COVID-19 may have changed how we work in the short-term, but will the impact have a lasting effect on hiring in the future? Korn Ferry explores…
There are currently 405,000 temporary or full-time positions available at just eight companies, among them Amazon, Walmart, CVS, and Domino’s. Filling them over the next two weeks would mean that these eight companies have to hire a combined 28,928 new workers a day.
With health and safety concerns altering the traditional recruiting process, however, Byrne Mulrooney, CEO of Korn Ferry’s RPO, Professional Search and Products, says the pandemic could ultimately be the tipping point that breaks organistions’ predisposition toward in-person hiring, whether for individual positions or at scale.

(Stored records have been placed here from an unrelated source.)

use chrono::{DateTime, Utc};
use serde::{Deserialize, Serialize};

/// A Taiga issue as shown in the dashboard table.
///
/// `status_name`/`status_color` are denormalized onto the issue by the API
/// (`status_extra_info`), so status badges never need a metadata lookup.
/// `priority`/`severity`/`issue_type` are references into the owning
/// project's catalogs and must be resolved through [`crate::metadata`].
#[derive(Debug, Clone, Serialize, Deserialize)]
pub struct Issue {
    pub id: i64,
    pub subject: String,
    /// Owning project id; catalog references below are scoped to it.
    pub project: i64,
    pub status: i64,
    #[serde(default)]
    pub status_name: Option<String>,
    #[serde(default)]
    pub status_color: Option<String>,
    #[serde(default)]
    pub assigned_to: Option<i64>,
    #[serde(default)]
    pub assigned_to_name: Option<String>,
    #[serde(default)]
    pub modified_date: Option<DateTime<Utc>>,
    #[serde(default)]
    pub priority: Option<i64>,
    #[serde(default)]
    pub severity: Option<i64>,
    #[serde(default)]
    pub issue_type: Option<i64>,
}
use crate::config::types::LabelConfig;

/// Fully resolved display strings: every slot has a concrete value (either
/// a user override from `[labels]` or the English default).
///
/// Taiga installations rename things ("types" instead of "issue types",
/// translated UIs); keeping every user-visible string in one overridable
/// table mirrors that without shipping a translation layer.
#[derive(Debug, Clone)]
pub struct ResolvedLabels {
    // Filter dimensions (6)
    pub project: String,
    pub status: String,
    pub assignee: String,
    pub priority: String,
    pub severity: String,
    pub issue_type: String,
    // Filter bar
    pub multiple: String,
    pub add_filter: String,
    pub exclude_marker: String,
    // Table
    pub col_subject: String,
    pub col_project: String,
    pub col_status: String,
    pub col_priority_severity: String,
    pub col_type: String,
    pub col_assignee: String,
    pub col_modified: String,
    pub unassigned: String,
    pub placeholder: String,
    pub no_issues: String,
    pub loading: String,
}

impl ResolvedLabels {
    fn english() -> Self {
        Self {
            project: "Project".to_owned(),
            status: "Status".to_owned(),
            assignee: "Assignee".to_owned(),
            priority: "Priority".to_owned(),
            severity: "Severity".to_owned(),
            issue_type: "Type".to_owned(),
            multiple: "Multiple".to_owned(),
            add_filter: "+ Filter".to_owned(),
            exclude_marker: "not".to_owned(),
            col_subject: "Subject".to_owned(),
            col_project: "Project".to_owned(),
            col_status: "Status".to_owned(),
            col_priority_severity: "Prio/Sev".to_owned(),
            col_type: "Type".to_owned(),
            col_assignee: "Assignee".to_owned(),
            col_modified: "Updated".to_owned(),
            unassigned: "Unassigned".to_owned(),
            placeholder: "\u{2014}".to_owned(), // —
            no_issues: "No issues found".to_owned(),
            loading: "Loading\u{2026}".to_owned(),
        }
    }

    /// Apply per-label user overrides on top of the defaults.
    pub fn resolve(config: &LabelConfig) -> Self {
        let mut labels = Self::english();

        let apply = |target: &mut String, value: &Option<String>| {
            if let Some(v) = value {
                target.clone_from(v);
            }
        };

        apply(&mut labels.project, &config.project);
        apply(&mut labels.status, &config.status);
        apply(&mut labels.assignee, &config.assignee);
        apply(&mut labels.priority, &config.priority);
        apply(&mut labels.severity, &config.severity);
        apply(&mut labels.issue_type, &config.issue_type);
        apply(&mut labels.multiple, &config.multiple);
        apply(&mut labels.add_filter, &config.add_filter);
        apply(&mut labels.exclude_marker, &config.exclude_marker);
        apply(&mut labels.col_subject, &config.col_subject);
        apply(&mut labels.col_project, &config.col_project);
        apply(&mut labels.col_status, &config.col_status);
        apply(
            &mut labels.col_priority_severity,
            &config.col_priority_severity,
        );
        apply(&mut labels.col_type, &config.col_type);
        apply(&mut labels.col_assignee, &config.col_assignee);
        apply(&mut labels.col_modified, &config.col_modified);
        apply(&mut labels.unassigned, &config.unassigned);
        apply(&mut labels.placeholder, &config.placeholder);
        apply(&mut labels.no_issues, &config.no_issues);
        apply(&mut labels.loading, &config.loading);

        labels
    }
}

impl Default for ResolvedLabels {
    fn default() -> Self {
        Self::english()
    }
}

#[cfg(test)]
mod tests {
    use super::*;

    #[test]
    fn defaults_without_overrides() {
        let labels = ResolvedLabels::resolve(&LabelConfig::default());
        assert_eq!(labels.multiple, "Multiple");
        assert_eq!(labels.placeholder, "\u{2014}");
    }

    #[test]
    fn override_replaces_single_slot() {
        let config = LabelConfig {
            multiple: Some("Mehrere".to_owned()),
            ..LabelConfig::default()
        };
        let labels = ResolvedLabels::resolve(&config);
        assert_eq!(labels.multiple, "Mehrere");
        assert_eq!(labels.priority, "Priority");
    }
}
use std::time::Duration;

use taiga_board::engine::{Engine, Event, Request, StubEngine};
use taiga_board::filters::{Dimension, Filters};
use taiga_board::types::{CatalogEntry, Issue, MetadataMap, Project, ProjectMetadata};

fn load_fixture_issues() -> Vec<Issue> {
    let json = include_str!("fixtures/stub_issues.json");
    serde_json::from_str(json).expect("valid stub_issues.json fixture")
}

fn load_fixture_projects() -> Vec<Project> {
    let json = include_str!("fixtures/stub_projects.json");
    serde_json::from_str(json).expect("valid stub_projects.json fixture")
}

fn fixture_metadata() -> MetadataMap {
    let mut metadata = MetadataMap::new();
    metadata.insert(
        1,
        ProjectMetadata {
            priorities: vec![CatalogEntry {
                id: 5,
                name: "High".to_owned(),
                color: "#ff3333".to_owned(),
                order: 1,
            }],
            ..ProjectMetadata::default()
        },
    );
    metadata
}

#[test]
fn stub_engine_fetch_issues_returns_fixture_data() {
    let issues = load_fixture_issues();
    assert_eq!(issues.len(), 2, "fixture should have exactly two issues");

    let stub = StubEngine {
        projects: vec![],
        metadata: MetadataMap::new(),
        issues: issues.clone(),
    };

    let handle = stub.start();
    let (tx, rx) = std::sync::mpsc::channel::<Event>();

    handle.send(Request::FetchIssues {
        filters: Filters::default().apply(Dimension::Priority, vec![5], false),
        force: false,
        reply_tx: tx,
    });

    let event = rx
        .recv_timeout(Duration::from_secs(2))
        .expect("engine should reply within 2 seconds");

    match event {
        Event::IssuesFetched {
            issues: fetched_issues,
        } => {
            assert_eq!(fetched_issues.len(), issues.len());
            assert_eq!(fetched_issues[0].id, 101);
            assert_eq!(
                fetched_issues[0].subject,
                "Dashboard widgets overlap on narrow screens"
            );
            assert_eq!(fetched_issues[1].priority, Some(6));
            assert!(fetched_issues[1].severity.is_none());
        }
        _other => panic!("expected IssuesFetched, got a different event variant"),
    }
}

#[test]
fn stub_engine_fetch_projects_returns_metadata() {
    let stub = StubEngine {
        projects: load_fixture_projects(),
        metadata: fixture_metadata(),
        issues: vec![],
    };

    let handle = stub.start();
    let (tx, rx) = std::sync::mpsc::channel::<Event>();

    handle.send(Request::FetchProjects { reply_tx: tx });

    let event = rx
        .recv_timeout(Duration::from_secs(2))
        .expect("engine should reply within 2 seconds");

    match event {
        Event::ProjectsFetched { projects, metadata } => {
            assert_eq!(projects.len(), 2);
            assert_eq!(projects[0].name, "Larch");
            let meta = metadata.get(&1).expect("project 1 metadata");
            assert_eq!(meta.priorities[0].name, "High");
        }
        _other => panic!("expected ProjectsFetched, got a different event variant"),
    }
}
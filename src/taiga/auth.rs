use anyhow::{Result, bail};
use secrecy::Secret;

use crate::config::types::ServerConfig;

/// Resolve the Taiga auth token.
///
/// Priority:
/// 1. `TAIGA_TOKEN` environment variable
/// 2. `token` in the `[server]` config section
pub fn resolve_token(server: &ServerConfig) -> Result<Secret<String>> {
    if let Ok(token) = std::env::var("TAIGA_TOKEN")
        && !token.is_empty()
    {
        return Ok(Secret::new(token));
    }

    if let Some(token) = &server.token
        && !token.is_empty()
    {
        return Ok(Secret::new(token.clone()));
    }

    bail!(
        "no Taiga token found. Set TAIGA_TOKEN or add `token` to the \
         [server] section of the config."
    )
}
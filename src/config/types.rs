use serde::Deserialize;

use crate::color::Color;

// ---------------------------------------------------------------------------
// Custom Color deserialization
// ---------------------------------------------------------------------------

/// Deserialize an `Option<Color>` from a TOML string value.
pub(crate) mod color_de {
    use serde::{self, Deserialize, Deserializer};

    use crate::color::Color;

    pub fn deserialize<'de, D>(deserializer: D) -> Result<Option<Color>, D::Error>
    where
        D: Deserializer<'de>,
    {
        let s: Option<String> = Option::deserialize(deserializer)?;
        match s {
            None => Ok(None),
            Some(s) => Color::parse(&s, "<theme>")
                .map(Some)
                .map_err(serde::de::Error::custom),
        }
    }
}

// ---------------------------------------------------------------------------
// Top-level config
// ---------------------------------------------------------------------------

#[derive(Debug, Clone, Default, Deserialize)]
#[serde(default)]
pub struct AppConfig {
    pub server: ServerConfig,
    pub defaults: Defaults,
    pub theme: Theme,
    pub labels: LabelConfig,
}

// ---------------------------------------------------------------------------
// Server
// ---------------------------------------------------------------------------

#[derive(Debug, Clone, Default, Deserialize)]
#[serde(default)]
pub struct ServerConfig {
    /// Base URL of the Taiga instance, e.g. `https://tree.taiga.io/`.
    pub base_url: String,
    /// Project ids to load into the dashboard.
    pub projects: Vec<i64>,
    /// Auth token; `$TAIGA_TOKEN` takes precedence when set.
    pub token: Option<String>,
}

// ---------------------------------------------------------------------------
// Defaults
// ---------------------------------------------------------------------------

#[derive(Debug, Clone, Deserialize)]
#[serde(default)]
pub struct Defaults {
    /// `"relative"` or a strftime pattern for the updated column.
    pub date_format: String,
    /// Show the active-filter counter next to the add-filter button.
    pub show_filter_count: bool,
    /// Draw the separator line under the table header.
    pub show_separator: bool,
}

impl Default for Defaults {
    fn default() -> Self {
        Self {
            date_format: "relative".to_owned(),
            show_filter_count: true,
            show_separator: true,
        }
    }
}

// ---------------------------------------------------------------------------
// Theme
// ---------------------------------------------------------------------------

#[derive(Debug, Clone, Default, Deserialize)]
#[serde(default)]
pub struct Theme {
    pub colors: ColorsTheme,
}

#[derive(Debug, Clone, Default, Deserialize)]
#[serde(default)]
pub struct ColorsTheme {
    pub text: TextColors,
    pub background: BgColors,
    pub border: BorderColors,
}

#[derive(Debug, Clone, Default, Deserialize)]
#[serde(default)]
pub struct TextColors {
    #[serde(default, deserialize_with = "color_de::deserialize")]
    pub primary: Option<Color>,
    #[serde(default, deserialize_with = "color_de::deserialize")]
    pub secondary: Option<Color>,
    #[serde(default, deserialize_with = "color_de::deserialize")]
    pub faint: Option<Color>,
    #[serde(default, deserialize_with = "color_de::deserialize")]
    pub warning: Option<Color>,
    #[serde(default, deserialize_with = "color_de::deserialize")]
    pub error: Option<Color>,
    #[serde(default, deserialize_with = "color_de::deserialize")]
    pub actor: Option<Color>,
}

#[derive(Debug, Clone, Default, Deserialize)]
#[serde(default)]
pub struct BgColors {
    #[serde(default, deserialize_with = "color_de::deserialize")]
    pub selected: Option<Color>,
    #[serde(default, deserialize_with = "color_de::deserialize")]
    pub chip: Option<Color>,
}

#[derive(Debug, Clone, Default, Deserialize)]
#[serde(default)]
pub struct BorderColors {
    #[serde(default, deserialize_with = "color_de::deserialize")]
    pub primary: Option<Color>,
    #[serde(default, deserialize_with = "color_de::deserialize")]
    pub faint: Option<Color>,
}

// ---------------------------------------------------------------------------
// Labels
// ---------------------------------------------------------------------------

/// Per-string display overrides; unset slots use the English defaults.
#[derive(Debug, Clone, Default, Deserialize)]
#[serde(default)]
pub struct LabelConfig {
    pub project: Option<String>,
    pub status: Option<String>,
    pub assignee: Option<String>,
    pub priority: Option<String>,
    pub severity: Option<String>,
    #[serde(rename = "type")]
    pub issue_type: Option<String>,
    pub multiple: Option<String>,
    pub add_filter: Option<String>,
    pub exclude_marker: Option<String>,
    pub col_subject: Option<String>,
    pub col_project: Option<String>,
    pub col_status: Option<String>,
    pub col_priority_severity: Option<String>,
    pub col_type: Option<String>,
    pub col_assignee: Option<String>,
    pub col_modified: Option<String>,
    pub unassigned: Option<String>,
    pub placeholder: Option<String>,
    pub no_issues: Option<String>,
    pub loading: Option<String>,
}
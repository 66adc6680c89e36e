//! Project-scoped metadata resolution.
//!
//! Catalog ids are only meaningful within their own project, so every lookup
//! here takes the full metadata map and scopes by project id. Missing or
//! stale references are a normal, renderable state: lookups return `None`
//! (or a placeholder label) and never fail.

use std::collections::BTreeSet;

use crate::filters::Dimension;
use crate::labels::ResolvedLabels;
use crate::types::{CatalogEntry, Issue, MetadataMap, Project};

// ---------------------------------------------------------------------------
// Per-issue reference resolution
// ---------------------------------------------------------------------------

/// Resolve an issue's priority/severity/type reference to the catalog entry
/// of the issue's own project.
///
/// Returns `None` when the issue lacks the reference field, when no metadata
/// is loaded for the issue's project, or when the id matches no entry —
/// callers render a placeholder in all three cases.
pub fn resolve<'a>(
    issue: &Issue,
    dimension: Dimension,
    metadata: &'a MetadataMap,
) -> Option<&'a CatalogEntry> {
    let reference = match dimension {
        Dimension::Priority => issue.priority,
        Dimension::Severity => issue.severity,
        Dimension::Type => issue.issue_type,
        // Status is denormalized onto the issue; project/assignee are not
        // catalog references at all.
        _ => None,
    }?;
    let meta = metadata.get(&issue.project)?;
    meta.catalog(dimension)?.iter().find(|e| e.id == reference)
}

// ---------------------------------------------------------------------------
// Chip summarization
// ---------------------------------------------------------------------------

/// Reduce a multi-select to a single chip value.
///
/// Walks every loaded project's catalog for the dimension and collects the
/// distinct names matching the selected ids (a set — the same name from two
/// projects counts once). Exactly one distinct name yields that name; zero
/// or several yield the "multiple" placeholder. An empty selection yields
/// the empty string (no chip is shown).
pub fn summarize(
    dimension: Dimension,
    selected_ids: &[i64],
    metadata: &MetadataMap,
    labels: &ResolvedLabels,
) -> String {
    if selected_ids.is_empty() {
        return String::new();
    }

    let mut names = BTreeSet::new();
    for meta in metadata.values() {
        match dimension {
            Dimension::Assignee => {
                for member in &meta.members {
                    if selected_ids.contains(&member.id) {
                        names.insert(member.full_name.clone());
                    }
                }
            }
            _ => {
                if let Some(catalog) = meta.catalog(dimension) {
                    for entry in catalog {
                        if selected_ids.contains(&entry.id) {
                            names.insert(entry.name.clone());
                        }
                    }
                }
            }
        }
    }

    single_or_multiple(names, labels)
}

/// Chip value for the project dimension, which resolves against the project
/// list rather than per-project metadata.
pub fn summarize_projects(
    selected_ids: &[i64],
    projects: &[Project],
    labels: &ResolvedLabels,
) -> String {
    if selected_ids.is_empty() {
        return String::new();
    }

    let names: BTreeSet<String> = projects
        .iter()
        .filter(|p| selected_ids.contains(&p.id))
        .map(|p| p.name.clone())
        .collect();

    single_or_multiple(names, labels)
}

fn single_or_multiple(names: BTreeSet<String>, labels: &ResolvedLabels) -> String {
    let mut iter = names.into_iter();
    match (iter.next(), iter.next()) {
        (Some(name), None) => name,
        _ => labels.multiple.clone(),
    }
}

// ---------------------------------------------------------------------------
// Dropdown options
// ---------------------------------------------------------------------------

/// One selectable row of a filter dropdown.
#[derive(Debug, Clone, PartialEq, Eq)]
pub struct FilterOption {
    pub id: i64,
    pub name: String,
    /// Catalog color, when the dimension has one.
    pub color: Option<String>,
}

/// Collect the selectable options for a dimension across all loaded
/// projects. Duplicate ids keep their first occurrence; catalog options are
/// ordered by (`order`, `id`), assignees by name.
pub fn options(
    dimension: Dimension,
    metadata: &MetadataMap,
    projects: &[Project],
) -> Vec<FilterOption> {
    match dimension {
        Dimension::Project => projects
            .iter()
            .map(|p| FilterOption {
                id: p.id,
                name: p.name.clone(),
                color: None,
            })
            .collect(),
        Dimension::Assignee => {
            let mut seen = BTreeSet::new();
            let mut opts: Vec<FilterOption> = metadata
                .values()
                .flat_map(|meta| meta.members.iter())
                .filter(|member| seen.insert(member.id))
                .map(|member| FilterOption {
                    id: member.id,
                    name: member.full_name.clone(),
                    color: None,
                })
                .collect();
            opts.sort_by(|a, b| a.name.cmp(&b.name));
            opts
        }
        _ => {
            let mut seen = BTreeSet::new();
            let mut entries: Vec<&CatalogEntry> = metadata
                .values()
                .filter_map(|meta| meta.catalog(dimension))
                .flatten()
                .filter(|entry| seen.insert(entry.id))
                .collect();
            entries.sort_by_key(|e| (e.order, e.id));
            entries
                .into_iter()
                .map(|entry| FilterOption {
                    id: entry.id,
                    name: entry.name.clone(),
                    color: Some(entry.color.clone()),
                })
                .collect()
        }
    }
}

/// Display name of a project, falling back to `"Project {id}"` for ids not
/// in the loaded project list.
pub fn project_name(projects: &[Project], id: i64) -> String {
    projects
        .iter()
        .find(|p| p.id == id)
        .map_or_else(|| format!("Project {id}"), |p| p.name.clone())
}

#[cfg(test)]
mod tests {
    use super::*;
    use crate::types::{Member, ProjectMetadata};

    fn entry(id: i64, name: &str, color: &str, order: i64) -> CatalogEntry {
        CatalogEntry {
            id,
            name: name.to_owned(),
            color: color.to_owned(),
            order,
        }
    }

    fn metadata_two_projects() -> MetadataMap {
        let mut metadata = MetadataMap::new();
        metadata.insert(
            1,
            ProjectMetadata {
                priorities: vec![entry(5, "High", "#f00", 1), entry(6, "Low", "#0f0", 2)],
                severities: vec![entry(10, "Minor", "#aaa", 1)],
                members: vec![Member {
                    id: 100,
                    full_name: "Ada Byron".to_owned(),
                }],
                ..ProjectMetadata::default()
            },
        );
        metadata.insert(
            2,
            ProjectMetadata {
                priorities: vec![entry(7, "High", "#f55", 1)],
                ..ProjectMetadata::default()
            },
        );
        metadata
    }

    fn issue_with_priority(project: i64, priority: Option<i64>) -> Issue {
        Issue {
            id: 1,
            subject: "Broken build".to_owned(),
            project,
            status: 1,
            status_name: None,
            status_color: None,
            assigned_to: None,
            assigned_to_name: None,
            modified_date: None,
            priority,
            severity: None,
            issue_type: None,
        }
    }

    #[test]
    fn resolve_finds_entry_in_own_project() {
        let metadata = metadata_two_projects();
        let issue = issue_with_priority(1, Some(5));
        let entry = resolve(&issue, Dimension::Priority, &metadata).expect("resolved");
        assert_eq!(entry.name, "High");
        assert_eq!(entry.color, "#f00");
    }

    #[test]
    fn resolve_is_scoped_by_project() {
        let metadata = metadata_two_projects();
        // Id 7 exists only in project 2's catalog.
        let issue = issue_with_priority(1, Some(7));
        assert!(resolve(&issue, Dimension::Priority, &metadata).is_none());
    }

    #[test]
    fn resolve_missing_reference_or_project_is_none() {
        let metadata = metadata_two_projects();
        assert!(resolve(&issue_with_priority(1, None), Dimension::Priority, &metadata).is_none());
        assert!(
            resolve(&issue_with_priority(99, Some(5)), Dimension::Priority, &metadata).is_none()
        );
    }

    #[test]
    fn summarize_single_shared_name() {
        let metadata = metadata_two_projects();
        let labels = ResolvedLabels::default();
        // 5 (project 1) and 7 (project 2) are both named "High".
        let value = summarize(Dimension::Priority, &[5, 7], &metadata, &labels);
        assert_eq!(value, "High");
    }

    #[test]
    fn summarize_distinct_names_is_multiple() {
        let metadata = metadata_two_projects();
        let labels = ResolvedLabels::default();
        let value = summarize(Dimension::Priority, &[5, 6], &metadata, &labels);
        assert_eq!(value, labels.multiple);
    }

    #[test]
    fn summarize_unresolved_ids_is_multiple_not_empty() {
        let metadata = metadata_two_projects();
        let labels = ResolvedLabels::default();
        let value = summarize(Dimension::Priority, &[999], &metadata, &labels);
        assert_eq!(value, labels.multiple);
    }

    #[test]
    fn summarize_empty_selection_is_empty() {
        let metadata = metadata_two_projects();
        let labels = ResolvedLabels::default();
        assert_eq!(summarize(Dimension::Priority, &[], &metadata, &labels), "");
    }

    #[test]
    fn summarize_is_order_independent() {
        let metadata = metadata_two_projects();
        let labels = ResolvedLabels::default();
        let a = summarize(Dimension::Priority, &[5, 6], &metadata, &labels);
        let b = summarize(Dimension::Priority, &[6, 5], &metadata, &labels);
        assert_eq!(a, b);
    }

    #[test]
    fn summarize_assignee_uses_members() {
        let metadata = metadata_two_projects();
        let labels = ResolvedLabels::default();
        let value = summarize(Dimension::Assignee, &[100], &metadata, &labels);
        assert_eq!(value, "Ada Byron");
    }

    #[test]
    fn options_dedup_by_id_and_sort_by_order() {
        let metadata = metadata_two_projects();
        let opts = options(Dimension::Priority, &metadata, &[]);
        let ids: Vec<i64> = opts.iter().map(|o| o.id).collect();
        assert_eq!(ids, vec![5, 7, 6]);
    }

    #[test]
    fn project_name_falls_back_to_id() {
        let projects = vec![Project {
            id: 1,
            name: "Larch".to_owned(),
            slug: "larch".to_owned(),
        }];
        assert_eq!(project_name(&projects, 1), "Larch");
        assert_eq!(project_name(&projects, 9), "Project 9");
    }
}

“This kind of event could cause organisations to recognise that digital tools can be as effective as a face-to-face interview, as the final arbiter of whether a candidate gets a job or not,” says Mulrooney.
To be sure, organisations have been using artificial intelligence to increase recruiting capacity and augment their recruitment teams for years. Recruiting platforms such as Korn Ferry’s Nimble, for instance, use AI to identify candidates, usher them through the recruiting process, conduct automated interviews and background checks, and assemble a shortlist of candidates for hiring managers to review.
The difference now, says Jeanne MacDonald, president of RPO solutions with Korn Ferry, is that the compressed time frame means organisations have to be ready to make an offer, get paperwork signed, and onboard candidates in real-time.
“Organisations can’t get hung up on the offer side,” says McDonald. “They need to be prepared to make an offer over a platform or mobile device without human intervention if necessary.”
Outside of AI-influenced hiring—and in keeping with the purpose movement—organisations can also work through industry associations to “make a market in labour” for displaced workers from other sectors, says Nathan Blain, a Korn Ferry senior client partner and global leader for organisational strategy and digital transformation. For example, hotels and restaurants forced to lay off workers are coordinating with their peers in grocery and mass-market merchandising to find homes for some of their
“There’s a vast supply of local talent now available that wasn’t there three weeks ago. These people have the skills that organisations seeing increased demand from the outbreak need,” says Blain.